◆ WHAT IS NEEDED ◆
Go through the data that follows and restate each line exactly as it reads.

--------------------------------------------------

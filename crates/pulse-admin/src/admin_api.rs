//! Async GraphQL client for the platform's Admin API.

use std::time::Duration;

use pulse_core::shop::{SHOP_INFO_QUERY, ShopInfo, ShopInfoSource};
use reqwest::{Client, StatusCode};
use serde::{Deserialize, de::DeserializeOwned};
use serde_json::json;
use thiserror::Error;

const ACCESS_TOKEN_HEADER: &str = "X-Shopify-Access-Token";

#[derive(Debug, Error)]
pub enum AdminApiError {
  #[error("request failed: {0}")]
  Http(#[from] reqwest::Error),
  #[error("admin api returned {status}: {body}")]
  Status { status: StatusCode, body: String },
  #[error("graphql errors: {0}")]
  GraphQl(String),
}

/// Build the shared HTTP client. Cheap to clone; the inner client is
/// `Arc`-based.
pub fn http_client() -> reqwest::Result<Client> {
  Client::builder().timeout(Duration::from_secs(30)).build()
}

/// Admin API client bound to one shop and one access token.
#[derive(Clone)]
pub struct AdminApiClient {
  client:       Client,
  endpoint:     String,
  access_token: String,
}

#[derive(Deserialize)]
struct GraphQlResponse<T> {
  data:   Option<T>,
  #[serde(default)]
  errors: Vec<GraphQlError>,
}

#[derive(Deserialize)]
struct GraphQlError {
  message: String,
}

#[derive(Deserialize)]
struct ShopData {
  shop: Option<ShopInfo>,
}

impl AdminApiClient {
  /// `origin` overrides `https://{shop}`, e.g. to point at a local proxy.
  pub fn new(
    client:       Client,
    origin:       Option<&str>,
    api_version:  &str,
    shop:         &str,
    access_token: &str,
  ) -> Self {
    let origin = origin
      .map(|o| o.trim_end_matches('/').to_owned())
      .unwrap_or_else(|| format!("https://{shop}"));
    Self {
      client,
      endpoint: format!("{origin}/admin/api/{api_version}/graphql.json"),
      access_token: access_token.to_owned(),
    }
  }

  pub fn endpoint(&self) -> &str { &self.endpoint }

  /// POST a GraphQL document and decode its `data`.
  ///
  /// A non-empty `errors` array is an error even when `data` is present.
  pub async fn graphql<T: DeserializeOwned>(
    &self,
    query: &str,
  ) -> Result<Option<T>, AdminApiError> {
    let resp = self
      .client
      .post(&self.endpoint)
      .header(ACCESS_TOKEN_HEADER, &self.access_token)
      .json(&json!({ "query": query }))
      .send()
      .await?;

    let status = resp.status();
    if !status.is_success() {
      let body = resp.text().await.unwrap_or_default();
      return Err(AdminApiError::Status { status, body });
    }

    let body: GraphQlResponse<T> = resp.json().await?;
    if !body.errors.is_empty() {
      let messages: Vec<_> =
        body.errors.into_iter().map(|e| e.message).collect();
      return Err(AdminApiError::GraphQl(messages.join("; ")));
    }
    Ok(body.data)
  }
}

impl ShopInfoSource for AdminApiClient {
  type Error = AdminApiError;

  async fn shop_info(&self) -> Result<Option<ShopInfo>, AdminApiError> {
    let data: Option<ShopData> = self.graphql(SHOP_INFO_QUERY).await?;
    Ok(data.and_then(|d| d.shop))
  }
}

#[cfg(test)]
mod tests {
  use axum::{
    Json, Router,
    http::{HeaderMap, StatusCode},
    routing::post,
  };
  use serde_json::Value;
  use tokio::net::TcpListener;

  use super::*;

  /// Serve `app` on an ephemeral port and return its origin.
  async fn serve(app: Router) -> String {
    let listener = TcpListener::bind("127.0.0.1:0").await.unwrap();
    let addr = listener.local_addr().unwrap();
    tokio::spawn(async move { axum::serve(listener, app).await.unwrap() });
    format!("http://{addr}")
  }

  fn client(origin: &str) -> AdminApiClient {
    AdminApiClient::new(
      http_client().unwrap(),
      Some(origin),
      "2025-10",
      "demo.myshopify.com",
      "shpat_test",
    )
  }

  #[test]
  fn endpoint_defaults_to_shop_host() {
    let c = AdminApiClient::new(
      http_client().unwrap(),
      None,
      "2025-10",
      "demo.myshopify.com",
      "t",
    );
    assert_eq!(
      c.endpoint(),
      "https://demo.myshopify.com/admin/api/2025-10/graphql.json"
    );
  }

  #[tokio::test]
  async fn shop_info_sends_token_and_decodes_shop() {
    async fn handler(headers: HeaderMap, Json(body): Json<Value>) -> Json<Value> {
      assert_eq!(headers.get(ACCESS_TOKEN_HEADER).unwrap(), "shpat_test");
      assert!(body["query"].as_str().unwrap().contains("myshopifyDomain"));
      Json(json!({
        "data": { "shop": {
          "id": "gid://shopify/Shop/1",
          "name": "Demo",
          "email": "owner@demo.com",
          "myshopifyDomain": "demo.myshopify.com"
        }}
      }))
    }
    let origin =
      serve(Router::new().route("/admin/api/2025-10/graphql.json", post(handler))).await;

    let shop = client(&origin).shop_info().await.unwrap().unwrap();
    assert_eq!(shop.email.as_deref(), Some("owner@demo.com"));
    assert_eq!(shop.myshopify_domain.as_deref(), Some("demo.myshopify.com"));
  }

  #[tokio::test]
  async fn missing_data_is_not_an_error() {
    let origin = serve(Router::new().route(
      "/admin/api/2025-10/graphql.json",
      post(|| async { Json(json!({})) }),
    ))
    .await;
    assert!(client(&origin).shop_info().await.unwrap().is_none());
  }

  #[tokio::test]
  async fn graphql_errors_are_reported() {
    let origin = serve(Router::new().route(
      "/admin/api/2025-10/graphql.json",
      post(|| async {
        Json(json!({ "data": null, "errors": [{ "message": "Access denied" }] }))
      }),
    ))
    .await;
    let err = client(&origin).shop_info().await.unwrap_err();
    assert!(matches!(err, AdminApiError::GraphQl(ref m) if m == "Access denied"));
  }

  #[tokio::test]
  async fn http_status_is_reported() {
    let origin = serve(Router::new().route(
      "/admin/api/2025-10/graphql.json",
      post(|| async { (StatusCode::UNAUTHORIZED, "bad token") }),
    ))
    .await;
    let err = client(&origin).shop_info().await.unwrap_err();
    assert!(matches!(
      err,
      AdminApiError::Status { status: StatusCode::UNAUTHORIZED, .. }
    ));
  }
}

--------------------------------------------------

◆ ANSWER AREA ◆
filename crates/pulse-admin/src/admin_api.rs
//! Async GraphQL client for the platform's Admin API.

use std::time::Duration;

use pulse_core::shop::{SHOP_INFO_QUERY, ShopInfo, ShopInfoSource};
use reqwest::{Client, StatusCode};
use serde::{Deserialize, de::DeserializeOwned};
use serde_json::json;
use thiserror::Error;

const ACCESS_TOKEN_HEADER: &str = "X-Shopify-Access-Token";

#[derive(Debug, Error)]
pub enum AdminApiError {
  #[error("request failed: {0}")]
  Http(#[from] reqwest::Error),
  #[error("admin api returned {status}: {body}")]
  Status { status: StatusCode, body: String },
  #[error("graphql errors: {0}")]
  GraphQl(String),
}

/// Build the shared HTTP client. Cheap to clone; the inner client is
/// `Arc`-based.
pub fn http_client() -> reqwest::Result<Client> {
  Client::builder().timeout(Duration::from_secs(30)).build()
}

/// Admin API client bound to one shop and one access token.
#[derive(Clone)]
pub struct AdminApiClient {
  client:       Client,
  endpoint:     String,
  access_token: String,
}

#[derive(Deserialize)]
struct GraphQlResponse<T> {
  data:   Option<T>,
  #[serde(default)]
  errors: Vec<GraphQlError>,
}

#[derive(Deserialize)]
struct GraphQlError {
  message: String,
}

#[derive(Deserialize)]
struct ShopData {
  shop: Option<ShopInfo>,
}

impl AdminApiClient {
  /// `origin` overrides `https://{shop}`, e.g. to point at a local proxy.
  pub fn new(
    client:       Client,
    origin:       Option<&str>,
    api_version:  &str,
    shop:         &str,
    access_token: &str,
  ) -> Self {
    let origin = origin
      .map(|o| o.trim_end_matches('/').to_owned())
      .unwrap_or_else(|| format!("https://{shop}"));
    Self {
      client,
      endpoint: format!("{origin}/admin/api/{api_version}/graphql.json"),
      access_token: access_token.to_owned(),
    }
  }

  pub fn endpoint(&self) -> &str { &self.endpoint }

  /// POST a GraphQL document and decode its `data`.
  ///
  /// A non-empty `errors` array is an error even when `data` is present.
  pub async fn graphql<T: DeserializeOwned>(
    &self,
    query: &str,
  ) -> Result<Option<T>, AdminApiError> {
    let resp = self
      .client
      .post(&self.endpoint)
      .header(ACCESS_TOKEN_HEADER, &self.access_token)
      .json(&json!({ "query": query }))
      .send()
      .await?;

    let status = resp.status();
    if !status.is_success() {
      let body = resp.text().await.unwrap_or_default();
      return Err(AdminApiError::Status { status, body });
    }

    let body: GraphQlResponse<T> = resp.json().await?;
    if !body.errors.is_empty() {
      let messages: Vec<_> =
        body.errors.into_iter().map(|e| e.message).collect();
      return Err(AdminApiError::GraphQl(messages.join("; ")));
    }
    Ok(body.data)
  }
}

impl ShopInfoSource for AdminApiClient {
  type Error = AdminApiError;

  async fn shop_info(&self) -> Result<Option<ShopInfo>, AdminApiError> {
    let data: Option<ShopData> = self.graphql(SHOP_INFO_QUERY).await?;
    Ok(data.and_then(|d| d.shop))
  }
}

#[cfg(test)]
mod tests {
  use axum::{
    Json, Router,
    http::{HeaderMap, StatusCode},
    routing::post,
  };
  use serde_json::Value;
  use tokio::net::TcpListener;

  use super::*;

  /// Serve `app` on an ephemeral port and return its origin.
  async fn serve(app: Router) -> String {
    let listener = TcpListener::bind("127.0.0.1:0").await.unwrap();
    let addr = listener.local_addr().unwrap();
    tokio::spawn(async move { axum::serve(listener, app).await.unwrap() });
    format!("http://{addr}")
  }

  fn client(origin: &str) -> AdminApiClient {
    AdminApiClient::new(
      http_client().unwrap(),
      Some(origin),
      "2025-10",
      "demo.myshopify.com",
      "shpat_test",
    )
  }

  #[test]
  fn endpoint_defaults_to_shop_host() {
    let c = AdminApiClient::new(
      http_client().unwrap(),
      None,
      "2025-10",
      "demo.myshopify.com",
      "t",
    );
    assert_eq!(
      c.endpoint(),
      "https://demo.myshopify.com/admin/api/2025-10/graphql.json"
    );
  }

  #[tokio::test]
  async fn shop_info_sends_token_and_decodes_shop() {
    async fn handler(headers: HeaderMap, Json(body): Json<Value>) -> Json<Value> {
      assert_eq!(headers.get(ACCESS_TOKEN_HEADER).unwrap(), "shpat_test");
      assert!(body["query"].as_str().unwrap().contains("myshopifyDomain"));
      Json(json!({
        "data": { "shop": {
          "id": "gid://shopify/Shop/1",
          "name": "Demo",
          "email": "owner@demo.com",
          "myshopifyDomain": "demo.myshopify.com"
        }}
      }))
    }
    let origin =
      serve(Router::new().route("/admin/api/2025-10/graphql.json", post(handler))).await;

    let shop = client(&origin).shop_info().await.unwrap().unwrap();
    assert_eq!(shop.email.as_deref(), Some("owner@demo.com"));
    assert_eq!(shop.myshopify_domain.as_deref(), Some("demo.myshopify.com"));
  }

  #[tokio::test]
  async fn missing_data_is_not_an_error() {
    let origin = serve(Router::new().route(
      "/admin/api/2025-10/graphql.json",
      post(|| async { Json(json!({})) }),
    ))
    .await;
    assert!(client(&origin).shop_info().await.unwrap().is_none());
  }

  #[tokio::test]
  async fn graphql_errors_are_reported() {
    let origin = serve(Router::new().route(
      "/admin/api/2025-10/graphql.json",
      post(|| async {
        Json(json!({ "data": null, "errors": [{ "message": "Access denied" }] }))
      }),
    ))
    .await;
    let err = client(&origin).shop_info().await.unwrap_err();
    assert!(matches!(err, AdminApiError::GraphQl(ref m) if m == "Access denied"));
  }

  #[tokio::test]
  async fn http_status_is_reported() {
    let origin = serve(Router::new().route(
      "/admin/api/2025-10/graphql.json",
      post(|| async { (StatusCode::UNAUTHORIZED, "bad token") }),
    ))
    .await;
    let err = client(&origin).shop_info().await.unwrap_err();
    assert!(matches!(
      err,
      AdminApiError::Status { status: StatusCode::UNAUTHORIZED, .. }
    ));
  }
}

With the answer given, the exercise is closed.